To make this new wave of burners a reality, plastic giants, along with their lobbyists, follow a similar playbook to that used by traditional waste-burning companies in the 1980s. They use the public’s well-founded concerns around plastic pollution to pursue government loopholes that make it easier to build and operate waste-burning facilities. These deceptively named “advanced recycling” facilities superheat plastic and other trash, essentially melting and boiling it into dirty fuels, monomers (the building blocks of plastic), and waste byproducts. Meanwhile, they want people to believe that these facilities will solve our plastic crisis.
The Truth About the New Wave of Trash Burners
Here’s what fossil fuel giants and lobbying groups, like the American Chemistry Council, aren’t telling us as they push for this next generation of trash burners:
Facilities that superheat plastics are toxic and climate-damaging. It doesn’t matter whether you call it incineration or “advanced recycling.” Using heat to break down plastics requires a huge amount of external energy (supplied by burning fossil fuels) and releases toxics and climate-damaging gasses.
Burning plastic keeps us hooked on plastic. High-heat plastics facilities depend on a steady stream of plastic feedstock. And that’s the whole point. The fossil fuel industry makes money by turning oil and gas into plastic. Now they want to make even more money by burning that plastic – while claiming that they’ve made plastic more “recyclable” and “sustainable.” A big win for oil giants. A huge loss for the rest of us.
Injustice and environmental racism are central to their strategy. Throughout the country, fossil fuel giants push for laws that exempt plastic-burning facilities from public permitting processes, siting restrictions, operating conditions, and other rules that normally apply to traditional trash-burners. And as lawmakers disenfranchise communities and remove commonsense protections, the industry once again shoves these facilities down the throats of communities of color and low-income communities.
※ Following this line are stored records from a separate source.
//! Hand-over-hand path traversal.
//!
//! `reach_node`/`reach_node_from` mirror the original `Tree.c` functions of
//! the same name: descend the tree one segment at a time, holding at most
//! two nodes locked at once (the current node and the next one down), so
//! that a concurrent mutation elsewhere in the tree never has to wait on a
//! traversal that has already moved past it.

use crate::error::{TreeError, TreeResult};
use crate::node::{Node, ReadGuard, WriteGuard};
use crate::path::split_path;
use std::sync::Arc;

/// Whether a traversal should end with its final node read-locked or
/// write-locked.
#[derive(Clone, Copy, PartialEq, Eq)]
pub(crate) enum Mode {
    Read,
    Write,
}

/// The lock held on the node a traversal ended at.
pub(crate) enum NodeGuard {
    Read(ReadGuard),
    Write(WriteGuard),
}

impl NodeGuard {
    fn acquire(node: &Arc<Node>, mode: Mode) -> NodeGuard {
        match mode {
            Mode::Read => NodeGuard::Read(node.read()),
            Mode::Write => NodeGuard::Write(node.write()),
        }
    }

    pub(crate) fn node(&self) -> &Arc<Node> {
        match self {
            NodeGuard::Read(g) => g.node(),
            NodeGuard::Write(g) => g.node(),
        }
    }

    pub(crate) fn as_read(&self) -> &ReadGuard {
        match self {
            NodeGuard::Read(g) => g,
            NodeGuard::Write(_) => unreachable!("traversal requested a write guard as read"),
        }
    }

    pub(crate) fn into_write(self) -> WriteGuard {
        match self {
            NodeGuard::Write(g) => g,
            NodeGuard::Read(_) => unreachable!("traversal requested a read guard as write"),
        }
    }

    fn child(&self, name: &str) -> Option<Arc<Node>> {
        match self {
            NodeGuard::Read(g) => g.children().get(name),
            NodeGuard::Write(g) => g.children().get(name),
        }
    }
}

/// Descends from `start` (already held in some lock mode, not necessarily
/// `mode`) along `rest`, hand-over-hand: each next node is locked in `mode`
/// before the current one is released, except that every *intermediate*
/// node (every node but the last) is always locked in read mode regardless
/// of `mode` — only the final destination needs `mode`'s stronger lock, and
/// locking every intermediate node for write would serialize unrelated
/// traversals through a shared ancestor for no reason.
fn walk(start: NodeGuard, rest: &str, mode: Mode) -> TreeResult<NodeGuard> {
    let mut current = start;
    let mut rest = rest;

    loop {
        let Some((name, tail)) = split_path(rest) else {
            return Ok(current);
        };

        let child = current.child(name).ok_or(TreeError::NotFound)?;

        let next_mode = if split_path(tail).is_none() {
            mode
        } else {
            Mode::Read
        };
        let next = NodeGuard::acquire(&child, next_mode);

        // Drop the parent's guard only after the child is admitted, giving
        // the hand-over-hand overlap that keeps a slow writer elsewhere in
        // the tree from blocking this traversal past the point it needs to.
        drop(current);
        current = next;
        rest = tail;
    }
}

/// Locks the root in `mode` and walks down `path` from there.
pub(crate) fn reach_node(root: &Arc<Node>, path: &str, mode: Mode) -> TreeResult<NodeGuard> {
    let root_mode = if split_path(path).is_none() {
        mode
    } else {
        Mode::Read
    };
    let root_guard = NodeGuard::acquire(root, root_mode);
    walk(root_guard, path, mode)
}

/// Walks down `rest` starting from an already write-locked `start`, without
/// releasing or re-locking `start` itself — only `start`'s borrow is used,
/// to look up its first child; the caller goes on holding `start` for as
/// long as it needs to (the LCA case in `Tree::move_path`, which reaches
/// both a source and a target parent from the same held ancestor).
///
/// `rest` must name at least one segment (i.e. not be `"/"`): a caller
/// whose relative path is already `"/"` already holds its destination in
/// `start` and has no reason to call this function.
pub(crate) fn reach_node_from(start: &WriteGuard, rest: &str, mode: Mode) -> TreeResult<NodeGuard> {
    let (name, tail) = split_path(rest).expect("reach_node_from requires a non-root relative path");

    let child = start.children().get(name).ok_or(TreeError::NotFound)?;
    let next_mode = if split_path(tail).is_none() {
        mode
    } else {
        Mode::Read
    };
    let next = NodeGuard::acquire(&child, next_mode);
    walk(next, tail, mode)
}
Zero Waste Means No Trash to Burn
Trash-burning companies, fossil fuel giants, the plastic industry, and anyone else looking to make a buck on the backs of those forced to live near toxic facilities, will keep looking for new and inventive ways to burn trash. As we’ve already seen, the plastics industry uses misleading words and phrases to describe technology that keeps us hooked on single-use plastics. Waste incinerators help huge corporations, like Amazon, promote “zero waste to landfill” efforts by burning their commercial waste. And they all continue to hide the truth about what they’re really doing and who they’re hurting.
Here’s the bottom line: trash-burning (in all its forms and under all its pseudonyms) hurts communities, damages our climate, and perpetuates environmental injustice and racism. And it keeps us hooked on a cycle of extraction of fossil fuels, making plastic, and disposing of single-use products and packaging.
We can break that cycle. With Zero Waste reforms, we can reduce and eliminate single-use waste, promote real recycling and reuse, and prioritize healthy solutions like composting. If there’s nothing left to burn, then there’s nothing left for trash burning companies to lie about.